Not satisfied with an 80% market share in the home generator business, CEO Aaron Jugfield has big ideas for small home networks.
IIn 2008, things were looking bleak for Generac. The 49-year-old company, which makes natural gas-powered standby generators, was acquired two years ago by CCMP Capital, a private equity store in New York City. To buy a 70% stake in the 81-year-old founder, CCMP saddled the Milwaukee-based company, which had just $700 million in sales, with $1.4 billion in debt.
The timing was awful. In 2006 and 2007 only one hurricane (the big driver of generator sales) made landfall in the US mainland. Then the housing crash and the Great Recession scored head-to-head, slashing Generac’s earnings by a third before debt service and merger-related fees. CCMP was forced to pay more money to prevent a technical debt default and hired Aaron Jagdfeld, a 33-year-old accountant who was internally elevated to chief financial officer, to take over as CEO.
The small bean counter had a surprising solution: Be more aggressive. After buying some debt at 50 cents on the dollar, he went public with the company in 2010 and started a series of acquisitions (25 since 2011). First, he bought into peripheral businesses such as mobile phone transmission and outdoor light towers. He then made additional acquisitions to realize a vision of the home as an energy-efficient “virtual power plant” capable of not only keeping lights, heat, and a refrigerator running when the power grid was out, but also selling juice back to utilities as part of a small grid.
Demand for Generac’s $20,000 generators has soared, thanks to extreme weather events, deteriorating the country’s power grids and a pandemic, which Jagdfeld says has turned homes into havens. Between competitors’ problems (Briggs and Stratton went bankrupt in 2020) and its own efforts, Generac now has 80% market share in home standby generators and a six-month order backlog.
Over the 12 months ended March 30, the company generated $4.1 billion in sales and $1.8 billion in gross profit — both double pre-pandemic levels.
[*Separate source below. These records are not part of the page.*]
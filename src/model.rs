// src/model.rs
//
// Model registry: an ordered collection of named node specifications with
// one designated composite output.
//
// Model definition is an immutable declarative step. Nothing is sampled
// here; nodes are realized per evaluator invocation and discarded once
// summaries are extracted. Validation happens at build time so undefined
// or forward references surface before any evaluation starts.
//
// Node order is a Vec, not a map: declaration order is meaningful (an
// expression may only reference earlier nodes) and deterministic
// iteration keeps seed derivation stable.

use serde::{Deserialize, Serialize};

use crate::compose::BinaryOp;
use crate::error::McError;
use crate::node::Role;
use crate::sampler::Distribution;

/// Arithmetic expression over named nodes.
///
/// Deserializes from YAML as a bare string (node reference), a bare
/// number (inline constant), or a `{op, lhs, rhs}` map.
#[derive(Debug, Clone, PartialEq, Serialize, Deserialize)]
#[serde(untagged)]
pub enum Expr {
    Name(String),
    Const(f64),
    Binary {
        op: BinaryOp,
        lhs: Box<Expr>,
        rhs: Box<Expr>,
    },
}

impl Expr {
    pub fn name(n: impl Into<String>) -> Self {
        Expr::Name(n.into())
    }

    pub fn constant(v: f64) -> Self {
        Expr::Const(v)
    }

    pub fn binary(op: BinaryOp, lhs: Expr, rhs: Expr) -> Self {
        Expr::Binary {
            op,
            lhs: Box::new(lhs),
            rhs: Box::new(rhs),
        }
    }

    pub fn add(lhs: Expr, rhs: Expr) -> Self {
        Self::binary(BinaryOp::Add, lhs, rhs)
    }

    pub fn sub(lhs: Expr, rhs: Expr) -> Self {
        Self::binary(BinaryOp::Sub, lhs, rhs)
    }

    pub fn mul(lhs: Expr, rhs: Expr) -> Self {
        Self::binary(BinaryOp::Mul, lhs, rhs)
    }

    pub fn div(lhs: Expr, rhs: Expr) -> Self {
        Self::binary(BinaryOp::Div, lhs, rhs)
    }

    /// Collect every node name referenced by this expression.
    pub fn references(&self, out: &mut Vec<String>) {
        match self {
            Expr::Name(n) => out.push(n.clone()),
            Expr::Const(_) => {}
            Expr::Binary { lhs, rhs, .. } => {
                lhs.references(out);
                rhs.references(out);
            }
        }
    }
}

/// Declarative specification of one node.
#[derive(Debug, Clone, PartialEq, Serialize, Deserialize)]
#[serde(tag = "kind", rename_all = "snake_case")]
pub enum NodeSpec {
    /// A fixed scalar.
    Constant { value: f64 },
    /// A node sampled along one axis. `role` must be `variability` or
    /// `uncertainty`.
    Sampled {
        role: Role,
        distribution: Distribution,
    },
    /// A node derived from earlier nodes via the composition engine.
    Derived { expr: Expr },
}

/// Validated model: ordered named specs plus the output designation.
#[derive(Debug, Clone, PartialEq)]
pub struct Model {
    nodes: Vec<(String, NodeSpec)>,
    output: String,
}

impl Model {
    pub fn builder() -> ModelBuilder {
        ModelBuilder::new()
    }

    /// Nodes in declaration order.
    pub fn nodes(&self) -> &[(String, NodeSpec)] {
        &self.nodes
    }

    pub fn output_name(&self) -> &str {
        &self.output
    }

    pub fn get(&self, name: &str) -> Option<&NodeSpec> {
        self.nodes
            .iter()
            .find(|(n, _)| n == name)
            .map(|(_, spec)| spec)
    }

    /// Position of a node in declaration order. The index doubles as the
    /// node's seed offset during evaluation.
    pub fn index_of(&self, name: &str) -> Option<usize> {
        self.nodes.iter().position(|(n, _)| n == name)
    }

    /// Resolve the output node's dimensional role symbolically, without
    /// realizing any values, by folding the role table over the specs.
    pub fn output_role(&self) -> Role {
        let mut roles: Vec<(&str, Role)> = Vec::with_capacity(self.nodes.len());
        for (name, spec) in &self.nodes {
            let role = match spec {
                NodeSpec::Constant { .. } => Role::Constant,
                NodeSpec::Sampled { role, .. } => *role,
                NodeSpec::Derived { expr } => expr_role(expr, &roles),
            };
            roles.push((name.as_str(), role));
        }
        roles
            .iter()
            .find(|(n, _)| *n == self.output)
            .map(|(_, r)| *r)
            .expect("output validated at build time")
    }

    /// The built-in drinking-water exposure model used by the CLI
    /// harnesses and the documentation examples.
    ///
    /// Daily dose = concentration (org/L, varies between servings)
    ///            x consumption (L/day, varies between individuals)
    ///            x recovery correction (method uncertainty).
    pub fn example_drinking_water() -> Model {
        Model::builder()
            .sampled(
                "concentration",
                Role::Variability,
                Distribution::LogNormal {
                    meanlog: -1.2,
                    sdlog: 0.8,
                },
            )
            .sampled(
                "consumption",
                Role::Variability,
                Distribution::TruncNormal {
                    mean: 1.4,
                    sd: 0.6,
                    lower: 0.1,
                },
            )
            .sampled(
                "recovery",
                Role::Uncertainty,
                Distribution::LogNormal {
                    meanlog: 0.0,
                    sdlog: 0.3,
                },
            )
            .derived(
                "dose",
                Expr::mul(
                    Expr::mul(Expr::name("concentration"), Expr::name("consumption")),
                    Expr::name("recovery"),
                ),
            )
            .output("dose")
            .build()
            .expect("built-in model is valid")
    }
}

/// Symbolic role of an expression given the roles declared so far.
fn expr_role(expr: &Expr, roles: &[(&str, Role)]) -> Role {
    match expr {
        Expr::Const(_) => Role::Constant,
        Expr::Name(n) => roles
            .iter()
            .find(|(name, _)| name == n)
            .map(|(_, r)| *r)
            // Unresolved names are caught by build(); default is inert.
            .unwrap_or(Role::Constant),
        Expr::Binary { lhs, rhs, .. } => crate::compose::resolve_role(
            expr_role(lhs, roles),
            expr_role(rhs, roles),
        ),
    }
}

/// Builder collecting node declarations in order, validated by `build`.
#[derive(Debug, Default)]
pub struct ModelBuilder {
    nodes: Vec<(String, NodeSpec)>,
    output: Option<String>,
}

impl ModelBuilder {
    pub fn new() -> Self {
        Self::default()
    }

    pub fn constant(mut self, name: impl Into<String>, value: f64) -> Self {
        self.nodes
            .push((name.into(), NodeSpec::Constant { value }));
        self
    }

    pub fn sampled(
        mut self,
        name: impl Into<String>,
        role: Role,
        distribution: Distribution,
    ) -> Self {
        self.nodes
            .push((name.into(), NodeSpec::Sampled { role, distribution }));
        self
    }

    pub fn derived(mut self, name: impl Into<String>, expr: Expr) -> Self {
        self.nodes.push((name.into(), NodeSpec::Derived { expr }));
        self
    }

    pub fn output(mut self, name: impl Into<String>) -> Self {
        self.output = Some(name.into());
        self
    }

    /// Validate and freeze the model.
    ///
    /// Checks: at least one node; no duplicate names; sampled roles are
    /// one-dimensional; distribution parameters are in-domain; derived
    /// expressions reference only earlier nodes; the output exists.
    pub fn build(self) -> Result<Model, McError> {
        if self.nodes.is_empty() {
            return Err(McError::InvalidParams {
                context: "model".to_string(),
                message: "a model needs at least one node".to_string(),
            });
        }

        let mut seen: Vec<&str> = Vec::with_capacity(self.nodes.len());
        for (name, spec) in &self.nodes {
            if name.is_empty() {
                return Err(McError::InvalidParams {
                    context: "model".to_string(),
                    message: "node names must be non-empty".to_string(),
                });
            }
            if seen.contains(&name.as_str()) {
                return Err(McError::InvalidParams {
                    context: "model".to_string(),
                    message: format!("duplicate node name '{}'", name),
                });
            }

            match spec {
                NodeSpec::Constant { value } => {
                    if !value.is_finite() {
                        return Err(McError::InvalidParams {
                            context: format!("node '{}'", name),
                            message: "constant value must be finite".to_string(),
                        });
                    }
                }
                NodeSpec::Sampled { role, distribution } => {
                    if !matches!(role, Role::Variability | Role::Uncertainty) {
                        return Err(McError::InvalidParams {
                            context: format!("node '{}'", name),
                            message: format!(
                                "sampled nodes must be variability or uncertainty (got {})",
                                role.as_str()
                            ),
                        });
                    }
                    distribution.validate()?;
                }
                NodeSpec::Derived { expr } => {
                    let mut refs = Vec::new();
                    expr.references(&mut refs);
                    for r in refs {
                        if !seen.contains(&r.as_str()) {
                            return Err(McError::UndefinedNode {
                                name: r,
                                context: format!("derived node '{}'", name),
                            });
                        }
                    }
                }
            }
            seen.push(name.as_str());
        }

        let output = self.output.ok_or_else(|| McError::InvalidParams {
            context: "model".to_string(),
            message: "no output node designated".to_string(),
        })?;
        if !seen.contains(&output.as_str()) {
            return Err(McError::UndefinedNode {
                name: output,
                context: "output designation".to_string(),
            });
        }

        Ok(Model {
            nodes: self.nodes,
            output,
        })
    }
}
// src/eval/full_matrix.rs
//
// Full-matrix evaluator: materializes the complete variability x
// uncertainty result table.
//
// Realization order: every uncertainty node is realized once, as a
// single length-nsu draw, before the column loop;
// inside the loop, every variability node is re-realized with the same
// per-node seed, which the sampler's reset contract makes bit-identical
// across columns. The redundant redraw is deliberate: it exercises the
// reproducibility contract on every column and keeps this evaluator
// structurally independent from the cut-loop's realize-once strategy
// while remaining exactly equivalent to it.

use serde::Serialize;

use crate::config::EvalParams;
use crate::error::McError;
use crate::model::{Model, NodeSpec};
use crate::node::{Matrix, McNode, Role};
use crate::output::result_checksum;
use crate::sampler::Sampler;

use super::{check_inputs, eval_expr, extract_column, node_seed};

/// Dense evaluation result: the nsv x nsu table plus its metadata and a
/// determinism checksum over the payload.
#[derive(Debug, Clone, Serialize)]
pub struct FullMatrixResult {
    pub nsv: usize,
    pub nsu: usize,
    /// Dimensional role of the output node, resolved symbolically.
    pub role: Role,
    pub data: Matrix,
    /// sha256 over {nsv, nsu, role} and the bit pattern of every cell.
    pub checksum: String,
}

impl FullMatrixResult {
    /// Exact value identity: metadata AND bit-for-bit payload equality.
    ///
    /// This is the engine's primary self-consistency check between two
    /// independently produced results for the same model and seed.
    pub fn is_identical(&self, other: &FullMatrixResult) -> bool {
        self.nsv == other.nsv
            && self.nsu == other.nsu
            && self.role == other.role
            && self.data.bits_eq(&other.data)
    }

    /// The length-nsv sample for uncertainty iteration `j`.
    pub fn column(&self, j: usize) -> Vec<f64> {
        self.data.column(j)
    }

    /// Per-column means, in iteration order.
    pub fn column_means(&self) -> Vec<f64> {
        (0..self.nsu)
            .map(|j| {
                let col = self.data.column(j);
                col.iter().sum::<f64>() / col.len() as f64
            })
            .collect()
    }
}

/// Run the full-matrix evaluation. Memory footprint is O(nsv * nsu).
///
/// Fails fast: any sampling or composition error aborts the evaluation
/// and the half-filled table is discarded, not returned.
pub fn evaluate_full_matrix(model: &Model, params: &EvalParams) -> Result<FullMatrixResult, McError> {
    check_inputs(model, params)?;

    let mut sampler = Sampler::new();

    // Phase 1: realize every uncertainty node once, before the loop.
    let mut uncertainty: Vec<Option<Vec<f64>>> = vec![None; model.nodes().len()];
    for (idx, (_, spec)) in model.nodes().iter().enumerate() {
        if let NodeSpec::Sampled {
            role: Role::Uncertainty,
            distribution,
        } = spec
        {
            let seed = node_seed(params.seed, idx, None);
            uncertainty[idx] = Some(sampler.draw(distribution, params.nsu, seed)?);
        }
    }

    // Phase 2: one column per uncertainty iteration.
    let mut data = Matrix::zeros(params.nsv, params.nsu)?;
    for j in 0..params.nsu {
        let column = compose_column(model, params, &mut sampler, &uncertainty, j)?;
        data.set_column(j, &column);
    }

    let role = model.output_role();
    let checksum = result_checksum(params.nsv, params.nsu, role, &data);
    Ok(FullMatrixResult {
        nsv: params.nsv,
        nsu: params.nsu,
        role,
        data,
        checksum,
    })
}

/// Realize all nodes for uncertainty iteration `j` and evaluate the
/// output expression into a length-nsv column.
fn compose_column(
    model: &Model,
    params: &EvalParams,
    sampler: &mut Sampler,
    uncertainty: &[Option<Vec<f64>>],
    j: usize,
) -> Result<Vec<f64>, McError> {
    let mut env: Vec<McNode> = Vec::with_capacity(model.nodes().len());

    for (idx, (name, spec)) in model.nodes().iter().enumerate() {
        let node = match spec {
            NodeSpec::Constant { value } => McNode::constant(name.clone(), *value),
            NodeSpec::Sampled {
                role: Role::Variability,
                distribution,
            } => {
                let iteration = params.vary_variability_per_iteration.then_some(j);
                let seed = node_seed(params.seed, idx, iteration);
                let xs = sampler.draw(distribution, params.nsv, seed)?;
                McNode::variability(name.clone(), xs, params.nsv)?
                    .with_provenance(distribution.clone(), seed)
            }
            NodeSpec::Sampled { .. } => {
                // Uncertainty node: its j-th value enters the column as a
                // scalar operand.
                let values = uncertainty[idx]
                    .as_ref()
                    .expect("uncertainty nodes realized before the loop");
                McNode::constant(name.clone(), values[j])
            }
            NodeSpec::Derived { expr } => {
                let mut node = eval_expr(expr, &env)?;
                node.name = name.clone();
                node
            }
        };
        env.push(node);
    }

    let output = env
        .iter()
        .find(|n| n.name == model.output_name())
        .ok_or_else(|| McError::UndefinedNode {
            name: model.output_name().to_string(),
            context: "column composition".to_string(),
        })?;

    extract_column(output, params.nsv)
}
Ungenerated sales now represent 20% of revenue. Since the company went public at $13 a share, Generac’s stock has been on a wild ride. It jumped to an incredible $498 last October and is now back at $250 – still 33 times late earnings per share. Debt represents a manageable 6% of the enterprise’s value, compared to 80% after the IPO. (Jagdfeld’s personal belongings are currently valued at $150 million. CCMP was sold in 2013 at a profit.)
But as new housing starts to fall and inflation-stricken consumers grow increasingly concerned about spending five figures on a machine that will only run twice a year, Jagdfeld expects the order backlog to shrink. That’s why he has a backup plan.
Small Big Picture: Rain Checks
It is not your imagination. The weather is getting worse. Last year, there were 20 “billion dollar” climate disasters in the United States — mostly major storms and hurricanes — ten times more than there were in 1981. These ten-figure disasters cost nearly $153 billion — 48 times as much. what it was four decades ago, even after adjusting for inflation.
*Includes wildfires, hurricanes, floods, winter storms, freezes and droughts. Source: National Oceanic and Atmospheric Administration
Rather than selling a “product that people hope they will never use” and only buying after a natural disaster or grid failure, Jagdfeld wants to start marketing an “energy independence” package that pairs with gas, solar, and batteries, all enhanced with machine learning software that manages your heating and cooling Focusing on making money for you. “AI will help you export energy,” he says. “Your power will be communicated and consumed in ways you cannot imagine today.”